# DIRECTIONS FOR THIS TASK:
In the records below, find the lines that include "stmt" and copy each.
======== EXERCISE MATERIAL
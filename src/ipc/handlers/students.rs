use crate::audit;
use crate::ipc::error::{err, ok};
use crate::ipc::helpers::{get_optional_str, get_required_str, HandlerErr};
use crate::ipc::types::{AppState, Request};
use rusqlite::{Connection, OptionalExtension, TransactionBehavior};
use serde_json::json;
use uuid::Uuid;

fn class_exists(conn: &Connection, class_id: &str) -> Result<bool, HandlerErr> {
    conn.query_row("SELECT 1 FROM classes WHERE id = ?", [class_id], |r| {
        r.get::<_, i64>(0)
    })
    .optional()
    .map(|v| v.is_some())
    .map_err(|e| HandlerErr::db("db_query_failed", e))
}

fn handle_students_list(state: &mut AppState, req: &Request) -> serde_json::Value {
    let Some(conn) = state.db.as_ref() else {
        return err(&req.id, "no_workspace", "select a workspace first", None);
    };

    let class_id = match get_required_str(&req.params, "classId") {
        Ok(v) => v,
        Err(e) => return e.response(&req.id),
    };

    let mut stmt = match conn.prepare(
        "SELECT id, last_name, first_name, student_no, active
         FROM students
         WHERE class_id = ?
         ORDER BY last_name, first_name",
    ) {
        Ok(s) => s,
        Err(e) => return err(&req.id, "db_query_failed", e.to_string(), None),
    };

    let rows = stmt
        .query_map([&class_id], |r| {
            let last: String = r.get(1)?;
            let first: String = r.get(2)?;
            Ok(json!({
                "id": r.get::<_, String>(0)?,
                "displayName": format!("{}, {}", last, first),
                "lastName": last,
                "firstName": first,
                "studentNo": r.get::<_, Option<String>>(3)?,
                "active": r.get::<_, i64>(4)? != 0,
            }))
        })
        .and_then(|it| it.collect::<Result<Vec<_>, _>>());

    match rows {
        Ok(students) => ok(&req.id, json!({ "students": students })),
        Err(e) => err(&req.id, "db_query_failed", e.to_string(), None),
    }
}

fn handle_students_create(state: &mut AppState, req: &Request) -> serde_json::Value {
    let Some(conn) = state.db.as_ref() else {
        return err(&req.id, "no_workspace", "select a workspace first", None);
    };

    let class_id = match get_required_str(&req.params, "classId") {
        Ok(v) => v,
        Err(e) => return e.response(&req.id),
    };
    let first_name = match get_required_str(&req.params, "firstName") {
        Ok(v) => v.trim().to_string(),
        Err(e) => return e.response(&req.id),
    };
    let last_name = match get_required_str(&req.params, "lastName") {
        Ok(v) => v.trim().to_string(),
        Err(e) => return e.response(&req.id),
    };
    if first_name.is_empty() || last_name.is_empty() {
        return err(&req.id, "bad_params", "names must not be empty", None);
    }
    let student_no = match get_optional_str(&req.params, "studentNo") {
        Ok(v) => v,
        Err(e) => return e.response(&req.id),
    };

    match class_exists(conn, &class_id) {
        Ok(true) => {}
        Ok(false) => return err(&req.id, "not_found", "class not found", None),
        Err(e) => return e.response(&req.id),
    }

    let student_id = Uuid::new_v4().to_string();
    if let Err(e) = conn.execute(
        "INSERT INTO students(id, class_id, last_name, first_name, student_no, active, updated_at)
         VALUES(?, ?, ?, ?, ?, 1, ?)",
        (
            &student_id,
            &class_id,
            &last_name,
            &first_name,
            &student_no,
            chrono::Utc::now().to_rfc3339(),
        ),
    ) {
        return err(
            &req.id,
            "db_insert_failed",
            e.to_string(),
            Some(json!({ "table": "students" })),
        );
    }

    if let Err(e) = audit::record(
        conn,
        "students.create",
        "student",
        &student_id,
        &json!({ "classId": class_id.as_str(), "lastName": last_name.as_str(), "firstName": first_name.as_str() }),
    ) {
        return err(&req.id, "db_insert_failed", e.to_string(), None);
    }

    ok(&req.id, json!({ "studentId": student_id }))
}

fn handle_students_update(state: &mut AppState, req: &Request) -> serde_json::Value {
    let Some(conn) = state.db.as_ref() else {
        return err(&req.id, "no_workspace", "select a workspace first", None);
    };

    let student_id = match get_required_str(&req.params, "studentId") {
        Ok(v) => v,
        Err(e) => return e.response(&req.id),
    };

    let exists: Option<i64> = match conn
        .query_row("SELECT 1 FROM students WHERE id = ?", [&student_id], |r| {
            r.get(0)
        })
        .optional()
    {
        Ok(v) => v,
        Err(e) => return err(&req.id, "db_query_failed", e.to_string(), None),
    };
    if exists.is_none() {
        return err(&req.id, "not_found", "student not found", None);
    }

    let mut sets: Vec<&str> = Vec::new();
    let mut binds: Vec<rusqlite::types::Value> = Vec::new();

    match get_optional_str(&req.params, "firstName") {
        Ok(Some(v)) => {
            let v = v.trim().to_string();
            if v.is_empty() {
                return err(&req.id, "bad_params", "firstName must not be empty", None);
            }
            sets.push("first_name = ?");
            binds.push(rusqlite::types::Value::Text(v));
        }
        Ok(None) => {}
        Err(e) => return e.response(&req.id),
    }
    match get_optional_str(&req.params, "lastName") {
        Ok(Some(v)) => {
            let v = v.trim().to_string();
            if v.is_empty() {
                return err(&req.id, "bad_params", "lastName must not be empty", None);
            }
            sets.push("last_name = ?");
            binds.push(rusqlite::types::Value::Text(v));
        }
        Ok(None) => {}
        Err(e) => return e.response(&req.id),
    }
    match get_optional_str(&req.params, "studentNo") {
        Ok(Some(v)) => {
            sets.push("student_no = ?");
            binds.push(rusqlite::types::Value::Text(v));
        }
        Ok(None) => {}
        Err(e) => return e.response(&req.id),
    }
    if let Some(v) = req.params.get("active") {
        let Some(active) = v.as_bool() else {
            return err(&req.id, "bad_params", "active must be a boolean", None);
        };
        sets.push("active = ?");
        binds.push(rusqlite::types::Value::Integer(if active { 1 } else { 0 }));
    }

    if sets.is_empty() {
        return err(&req.id, "bad_params", "nothing to update", None);
    }

    sets.push("updated_at = ?");
    binds.push(rusqlite::types::Value::Text(
        chrono::Utc::now().to_rfc3339(),
    ));
    binds.push(rusqlite::types::Value::Text(student_id.clone()));

    let sql = format!("UPDATE students SET {} WHERE id = ?", sets.join(", "));
    if let Err(e) = conn.execute(&sql, rusqlite::params_from_iter(binds.iter())) {
        return err(&req.id, "db_update_failed", e.to_string(), None);
    }

    if let Err(e) = audit::record(conn, "students.update", "student", &student_id, &json!({})) {
        return err(&req.id, "db_insert_failed", e.to_string(), None);
    }

    ok(&req.id, json!({ "ok": true }))
}

fn handle_students_delete(state: &mut AppState, req: &Request) -> serde_json::Value {
    let Some(conn) = state.db.as_mut() else {
        return err(&req.id, "no_workspace", "select a workspace first", None);
    };

    let student_id = match get_required_str(&req.params, "studentId") {
        Ok(v) => v,
        Err(e) => return e.response(&req.id),
    };

    let exists: Option<i64> = match conn
        .query_row("SELECT 1 FROM students WHERE id = ?", [&student_id], |r| {
            r.get(0)
        })
        .optional()
    {
        Ok(v) => v,
        Err(e) => return err(&req.id, "db_query_failed", e.to_string(), None),
    };
    if exists.is_none() {
        return err(&req.id, "not_found", "student not found", None);
    }

    // Receipts are audit history; a student with payments on record can be
    // deactivated but not deleted.
    let receipt_count: i64 = match conn.query_row(
        "SELECT COUNT(*) FROM fee_transactions WHERE student_id = ?",
        [&student_id],
        |r| r.get(0),
    ) {
        Ok(v) => v,
        Err(e) => return err(&req.id, "db_query_failed", e.to_string(), None),
    };
    if receipt_count > 0 {
        return err(
            &req.id,
            "invalid_state",
            "student has fee transactions on record; deactivate instead",
            Some(json!({ "transactionCount": receipt_count })),
        );
    }

    let tx = match conn.transaction_with_behavior(TransactionBehavior::Immediate) {
        Ok(t) => t,
        Err(e) => return err(&req.id, "db_tx_failed", e.to_string(), None),
    };

    if let Err(e) = tx.execute("DELETE FROM fee_accounts WHERE student_id = ?", [&student_id]) {
        let _ = tx.rollback();
        return err(
            &req.id,
            "db_delete_failed",
            e.to_string(),
            Some(json!({ "table": "fee_accounts" })),
        );
    }

    if let Err(e) = tx.execute("DELETE FROM students WHERE id = ?", [&student_id]) {
        let _ = tx.rollback();
        return err(
            &req.id,
            "db_delete_failed",
            e.to_string(),
            Some(json!({ "table": "students" })),
        );
    }

    if let Err(e) = audit::record(&tx, "students.delete", "student", &student_id, &json!({})) {
        let _ = tx.rollback();
        return err(&req.id, "db_insert_failed", e.to_string(), None);
    }

    if let Err(e) = tx.commit() {
        return err(&req.id, "db_commit_failed", e.to_string(), None);
    }

    ok(&req.id, json!({ "ok": true }))
}

pub fn try_handle(state: &mut AppState, req: &Request) -> Option<serde_json::Value> {
    match req.method.as_str() {
        "students.list" => Some(handle_students_list(state, req)),
        "students.create" => Some(handle_students_create(state, req)),
        "students.update" => Some(handle_students_update(state, req)),
        "students.delete" => Some(handle_students_delete(state, req)),
        _ => None,
    }
}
================
# COMPLETED TASK:
    let mut stmt = match conn.prepare(
    let rows = stmt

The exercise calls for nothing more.